CC BY-NC-ND 4.0 · Annals of Otology and Neurotology 2018; 01(02): 051-057
DOI: 10.1055/s-0038-1676875
Review Article
Indian Society of Otology

Role of Betahistine in the Management of Vertigo

Anirban Biswas
1   Vertigo and Deafness Clinic, Kolkata, West Bengal, India
,
Nilotpal Dutta
1   Vertigo and Deafness Clinic, Kolkata, West Bengal, India
› Author Affiliations
Further Information

Publication History

Publication Date:
04 January 2019 (online)

Abstract

Though betahistine is the most commonly prescribed drug for vertigo, there are a lot of controversies on its efficacy as well as its proclaimed mechanism of action. There are authentic studies that have shown it to be no different from a placebo in Ménière’s disease. It is often promoted as a vestibular stimulant, but scientific evidence suggests that it is a vestibular suppressant. It is also not very clear whether it is an H3-receptor antagonist as most promotional literature shows it to be, or whether it is an inverse agonist of the H3 receptors.

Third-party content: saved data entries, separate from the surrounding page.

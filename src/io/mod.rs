//! IO modules - collaborator interfaces and file inputs
//!
//! This module contains the crate's edges:
//! - `poi_lookup` - POI search trait and the in-memory catalogue
//! - `content` - Narration content generation trait and template generator
//! - `trip_request` - JSON trip requests for the command-line tool

pub mod content;
pub mod poi_lookup;
pub mod trip_request;

// Re-export commonly used types
pub use content::{ContentError, ContentGenerator, TemplateContentGenerator};
pub use poi_lookup::{PoiCatalog, PoiLookup};
pub use trip_request::TripRequest;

Owing to insufficient data on its efficacy in Ménière’s disease, betahistine is not approved by the U.S. Food and Drug Administration (FDA). The much-advertised role of betahistine in augmenting histaminergic transmission and thereby inducing arousal, though beneficial is some ways in the restoration of balance after peripheral vestibulopathy, is yet not without systemic problems, and the pros and cons of histaminergic stimulation in the brain need to be assessed more by clinical studies in humans before imbibing it in clinical practice. The effect of increasing blood flow to the cochlea and the vestibular labyrinth and “rebalancing the vestibular nuclei” (as claimed in some literature) and whether they are actually beneficial to the patient with vertigo in the therapeutic doses are very controversial issues. The mechanism of action of betahistine in vertigo in general and in Ménière’s disease in particular is very confusing, and there are too many conjectural and hypothetical, if not controversial issues involved that call for close scrutiny. Everything taken together, betahistine appears to be an unduly hyped-up drug and clinicians need to review the scientific literature available and be convinced about its efficacy and mechanism of action before using it in clinical practice. This review article puts forth some controversial issues and reviews the relevant scientific literature for clinicians to analyze and then take the final call on its clinical use.